Eğitimin ana ilkesidir okumak. Danton, "Eğitim, ekmek ve sudan sonra en zorunlu gıdadır" özdeyişinde ruhsal ve bedensel beslenmenin önemini vurgulayan imgelere değiniyor.
Goethe, "Okumayı öğrenmek sanatların en güç olanıdır" özdeyişiyle okumayı öğrenmenin güçlükle başarılan bir sanat olduğunu belirtiyor.
Öteden beri "Türkler okumayı sevmiyorlar" anlatımı beni üzüyordu. Yıllardır yaz aylarında uğradığım turistik yerlerde yabancı gezginlerin kitap okuma tutkularını kıskanarak izliyordum.
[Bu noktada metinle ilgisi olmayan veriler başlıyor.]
use kernels::KernelError;
use runtime::{RuntimeConfigBuilderError, RuntimeError};
use thiserror::Error;

use crate::controller::ControllerState;

#[derive(Debug, Error)]
pub enum BenchError {
    #[error("invalid argument: {0}")]
    InvalidArgument(String),

    #[error("controller is {state}, expected {expected}")]
    InvalidState {
        state: ControllerState,
        expected: ControllerState,
    },

    #[error(transparent)]
    Kernel(#[from] KernelError),

    #[error(transparent)]
    Runtime(#[from] RuntimeError),

    #[error("invalid runtime configuration: {0}")]
    Config(#[from] RuntimeConfigBuilderError),

    #[error("{label} differs from the sequential baseline by {diff:e} (tolerance {tolerance:e})")]
    Validation {
        label: String,
        diff: f64,
        tolerance: f64,
    },
}
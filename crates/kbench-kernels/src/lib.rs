//! Compute kernels for the kbench benchmarks.
//!
//! Every parallel kernel borrows its inputs, writes only a freshly allocated
//! output (or the one mutable buffer it is given), and takes its worker
//! budget from the caller. Sequential baselines sit next to each parallel
//! version so results can be checked against them.

pub mod accumulate;
pub mod daxpy;
mod error;
pub mod granularity;
pub mod integrate;
mod matrix;
pub mod ops;

pub use accumulate::Strategy;
pub use error::KernelError;
pub use granularity::{multiply, Granularity, LoopPlan};
pub use integrate::{integrate, integrate_unit, Grid, Integrand};
pub use matrix::Matrix;
pub use ops::MatrixOp;
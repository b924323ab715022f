use runtime::{Runtime, ThreadBudget};

use crate::error::KernelError;

/// `x[i] = alpha * x[i] + y[i]` for every i, with `x` split into contiguous
/// blocks among `budget` workers.
pub fn daxpy(
    rt: &Runtime,
    alpha: f64,
    x: &mut [f64],
    y: &[f64],
    budget: ThreadBudget,
) -> Result<(), KernelError> {
    if x.len() != y.len() {
        return Err(KernelError::InvalidArgument(format!(
            "daxpy length mismatch: x has {}, y has {}",
            x.len(),
            y.len()
        )));
    }
    if x.is_empty() {
        return Ok(());
    }
    rt.map_chunks_mut(x, 1, budget, |range, block| {
        for (xi, yi) in block.iter_mut().zip(&y[range]) {
            *xi = alpha * *xi + yi;
        }
    })?;
    Ok(())
}

/// Vector of `len` copies of `value`, reporting allocation failure instead of
/// aborting.
pub fn vector(len: usize, value: f64) -> Result<Vec<f64>, KernelError> {
    let mut v = Vec::new();
    v.try_reserve_exact(len)
        .map_err(|_| KernelError::AllocationFailure { elements: len })?;
    v.resize(len, value);
    Ok(v)
}

pub fn daxpy_seq(alpha: f64, x: &mut [f64], y: &[f64]) -> Result<(), KernelError> {
    if x.len() != y.len() {
        return Err(KernelError::InvalidArgument(format!(
            "daxpy length mismatch: x has {}, y has {}",
            x.len(),
            y.len()
        )));
    }
    for (xi, yi) in x.iter_mut().zip(y) {
        *xi = alpha * *xi + yi;
    }
    Ok(())
}

#[cfg(test)]
mod tests {
    use super::*;
    use runtime::RuntimeConfig;

    #[test]
    fn test_daxpy_matches_sequential() {
        let rt = Runtime::new(RuntimeConfig::with_threads(4)).unwrap();
        let y: Vec<f64> = (0..1001).map(|i| i as f64).collect();
        let mut x = vec![1.0; 1001];
        let mut expected = x.clone();
        daxpy(&rt, 2.5, &mut x, &y, ThreadBudget::new(4).unwrap()).unwrap();
        daxpy_seq(2.5, &mut expected, &y).unwrap();
        assert_eq!(x, expected);
        assert_eq!(x[10], 12.5);
    }

    #[test]
    fn test_empty_vectors() {
        let rt = Runtime::new(RuntimeConfig::with_threads(3)).unwrap();
        let mut x = vector(0, 1.0).unwrap();
        daxpy(&rt, 2.5, &mut x, &[], ThreadBudget::new(3).unwrap()).unwrap();
        assert!(x.is_empty());
    }

    #[test]
    fn test_huge_vector_is_allocation_failure() {
        assert!(matches!(
            vector(usize::MAX, 0.0),
            Err(KernelError::AllocationFailure { .. })
        ));
    }

    #[test]
    fn test_length_mismatch() {
        let rt = Runtime::new(RuntimeConfig::with_threads(2)).unwrap();
        let mut x = vec![0.0; 3];
        let err = daxpy(&rt, 1.0, &mut x, &[1.0; 4], ThreadBudget::ONE);
        assert!(matches!(err, Err(KernelError::InvalidArgument(_))));
    }
}
use std::cell::Cell;
use std::ops::Range;
use std::panic::{self, AssertUnwindSafe};
use std::sync::atomic::{AtomicUsize, Ordering};

use rayon::prelude::*;
use tracing::{debug, trace};

use crate::budget::ThreadBudget;
use crate::config::RuntimeConfig;
use crate::error::RuntimeError;
use crate::split::RangeSplitter;

thread_local! {
    /// Nesting level of the region the current thread is working in; 0 when
    /// the thread is outside every region.
    static LEVEL: Cell<usize> = const { Cell::new(0) };
}

/// Nesting level of the calling thread.
pub fn nesting_level() -> usize {
    LEVEL.with(Cell::get)
}

/// One unit of work for [`Runtime::run_tasks`].
pub type Task<'a, R> = Box<dyn FnOnce() -> R + Send + 'a>;

/// Counts threads currently executing region bodies and remembers the
/// high-water mark.
#[derive(Default)]
struct ActiveGauge {
    active: AtomicUsize,
    peak: AtomicUsize,
}

impl ActiveGauge {
    fn enter(&self) {
        let now = self.active.fetch_add(1, Ordering::AcqRel) + 1;
        self.peak.fetch_max(now, Ordering::AcqRel);
    }

    fn leave(&self) {
        self.active.fetch_sub(1, Ordering::AcqRel);
    }
}

/// Sets the thread's nesting level for the duration of one worker body.
/// A thread is counted as active only on its outermost entry.
struct LevelGuard<'a> {
    gauge: &'a ActiveGauge,
    previous: usize,
}

impl<'a> LevelGuard<'a> {
    fn enter(gauge: &'a ActiveGauge, level: usize) -> Self {
        let previous = LEVEL.with(|l| l.replace(level));
        if previous == 0 {
            gauge.enter();
        }
        LevelGuard { gauge, previous }
    }
}

impl Drop for LevelGuard<'_> {
    fn drop(&mut self) {
        LEVEL.with(|l| l.set(self.previous));
        if self.previous == 0 {
            self.gauge.leave();
        }
    }
}

/// A fixed team of worker threads sized to the configured ceiling.
///
/// All regions are fork-join: every call blocks until each worker of the
/// region has finished. Regions opened from inside a worker share the same
/// team, so no more than `max_threads` workers are ever active at once.
pub struct Runtime {
    config: RuntimeConfig,
    pool: rayon::ThreadPool,
    gauge: ActiveGauge,
}

impl Runtime {
    pub fn new(config: RuntimeConfig) -> Result<Self, RuntimeError> {
        config.validate()?;
        let pool = rayon::ThreadPoolBuilder::new()
            .num_threads(config.max_threads)
            .thread_name(|i| format!("kbench-worker-{i}"))
            .build()?;
        debug!(
            max_threads = config.max_threads,
            max_active_levels = config.max_active_levels,
            "worker team ready"
        );
        Ok(Runtime {
            config,
            pool,
            gauge: ActiveGauge::default(),
        })
    }

    pub fn config(&self) -> &RuntimeConfig {
        &self.config
    }

    /// The configured worker ceiling as a budget.
    pub fn ceiling(&self) -> ThreadBudget {
        ThreadBudget::new(self.config.max_threads).unwrap_or(ThreadBudget::ONE)
    }

    /// Team size a region requesting `budget` gets when opened from the
    /// calling thread.
    pub fn team_size(&self, budget: ThreadBudget) -> usize {
        if nesting_level() >= self.config.max_active_levels {
            1
        } else {
            budget.get().min(self.config.max_threads)
        }
    }

    /// Highest number of threads seen executing region bodies at once.
    pub fn peak_active(&self) -> usize {
        self.gauge.peak.load(Ordering::Acquire)
    }

    pub fn reset_peak(&self) {
        self.gauge.peak.store(0, Ordering::Release);
    }

    /// Splits `0..len` into one contiguous range per worker and runs `body`
    /// on each. Results come back in worker order.
    ///
    /// A panicking worker does not unwind through the region; its panic is
    /// returned as [`RuntimeError::WorkerPanicked`] once every worker is done.
    pub fn map_ranges<R, F>(
        &self,
        len: usize,
        budget: ThreadBudget,
        body: F,
    ) -> Result<Vec<R>, RuntimeError>
    where
        R: Send,
        F: Fn(usize, Range<usize>) -> R + Sync,
    {
        let team = self.team_size(budget);
        let ranges: Vec<Range<usize>> = RangeSplitter::new(len, team).collect();
        self.fork_join(team, ranges, body)
            .into_iter()
            .collect()
    }

    /// Splits `data` (a sequence of `data.len() / unit` records of `unit`
    /// elements each) into one disjoint mutable run of records per worker.
    /// `body` receives the record range it owns and the matching slice; its
    /// results come back in worker order.
    pub fn map_chunks_mut<T, R, F>(
        &self,
        data: &mut [T],
        unit: usize,
        budget: ThreadBudget,
        body: F,
    ) -> Result<Vec<R>, RuntimeError>
    where
        T: Send,
        R: Send,
        F: Fn(Range<usize>, &mut [T]) -> R + Sync,
    {
        if unit == 0 || data.len() % unit != 0 {
            return Err(RuntimeError::InvalidArgument(format!(
                "buffer of {} elements is not a whole number of {}-element records",
                data.len(),
                unit
            )));
        }

        let team = self.team_size(budget);
        let mut parts: Vec<(Range<usize>, &mut [T])> = Vec::with_capacity(team);
        let mut rest = data;
        for records in RangeSplitter::new(rest.len() / unit, team) {
            let (head, tail) = std::mem::take(&mut rest).split_at_mut(records.len() * unit);
            parts.push((records, head));
            rest = tail;
        }

        self.fork_join(team, parts, |_, (records, slice)| body(records, slice))
            .into_iter()
            .collect()
    }

    /// Runs independent tasks concurrently on the team and returns one
    /// outcome per task, in submission order. A panicking task fails only its
    /// own slot.
    pub fn run_tasks<'a, R: Send>(&self, tasks: Vec<Task<'a, R>>) -> Vec<Result<R, RuntimeError>> {
        let team = self.team_size(self.ceiling());
        self.fork_join(team, tasks, |_, task| task())
    }

    fn fork_join<I, R, F>(&self, team: usize, items: Vec<I>, f: F) -> Vec<Result<R, RuntimeError>>
    where
        I: Send,
        R: Send,
        F: Fn(usize, I) -> R + Sync,
    {
        let level = nesting_level() + 1;
        trace!(level, team, items = items.len(), "fork");

        if team <= 1 || items.len() <= 1 {
            return items
                .into_iter()
                .enumerate()
                .map(|(worker, item)| self.run_worker(worker, level, || f(worker, item)))
                .collect();
        }

        self.pool.install(|| {
            items
                .into_par_iter()
                .enumerate()
                .with_max_len(1)
                .map(|(worker, item)| self.run_worker(worker, level, || f(worker, item)))
                .collect()
        })
    }

    fn run_worker<R>(
        &self,
        worker: usize,
        level: usize,
        body: impl FnOnce() -> R,
    ) -> Result<R, RuntimeError> {
        let _guard = LevelGuard::enter(&self.gauge, level);
        panic::catch_unwind(AssertUnwindSafe(body))
            .map_err(|payload| RuntimeError::from_panic(worker, payload))
    }
}
//! Shared fetch status
//!
//! Written by the native and WASM fetch clients, shown in the header.

/// Outcome of the most recent snapshot request
#[derive(Clone, Debug, Default, PartialEq)]
pub enum FetchStatus {
    #[default]
    Idle,
    Loading,
    Ok,
    Error(String),
}

impl FetchStatus {
    pub fn label(&self) -> &str {
        match self {
            FetchStatus::Idle => "Idle",
            FetchStatus::Loading => "Loading...",
            FetchStatus::Ok => "Ok",
            FetchStatus::Error(_) => "Error",
        }
    }

    pub fn is_error(&self) -> bool {
        matches!(self, FetchStatus::Error(_))
    }
}

#[cfg(test)]
mod tests {
    use super::*;

    #[test]
    fn test_labels() {
        assert_eq!(FetchStatus::default(), FetchStatus::Idle);
        assert_eq!(FetchStatus::Loading.label(), "Loading...");
        let err = FetchStatus::Error("HTTP 500".into());
        assert!(err.is_error());
        assert_eq!(err.label(), "Error");
    }
}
Turistik yerlerde giyim-kuşam ve yiyecek yerlerinin çokluğunun yanında kitap satış merkezlerinin azlığından yakınıyordum. Bu yıl büyük bir değişimle karşılaştım. Edremit/Akçay'da tam yedi kitap satış noktasında, kitap satışlarının yoğunluğunu gözlemledim. Önemli yazarların kitaplarının çok düşük fiyatlarla satıldığını izledim. Kitapçıların, "Üç kitap on lira", "Biz kazanmayalım, vatandaş okusun" sloganları teşvik edici ayrı bir güzellikti. Kumsallarda güneşlenen her yaşta insanlardan yüzde 10 -15'inin kitap okuduğuna tanık oldum. Geçmişte yüzde 1-2 olan bu rakam değişmiş ve gelişmişti. Kitap okumanın kabuk değiştirmekte olduğunun sevincini yaşıyorum. Bireyler okudukları kitapları karşılaştırıyor ve irdeliyorlar.
Ovidus'un, "Gençliğini kitapla beslemeyen ulusların sonu acıdır" özdeyişi etkileyici bir uyarıdır. Artık bizim insanımızın da otobüslerde, tren, vapur, kumsal ve pikniklerde kitap okuduklarına tanık oluyoruz. Önceki özdeyişin aksine "Türkler kitap okumayı seviyorlar" şeklindeki değişimden sevinç duyuyorum. Okuyan, araştıran, aydınlanan bir bilgi toplumu olmanın düşünü kuruyorum. E. Gibbam'ın "Okumayı hiçbir servete değişmem" özdeyişinin anlam zenginliği beynimin kıvrımlarını besliyor.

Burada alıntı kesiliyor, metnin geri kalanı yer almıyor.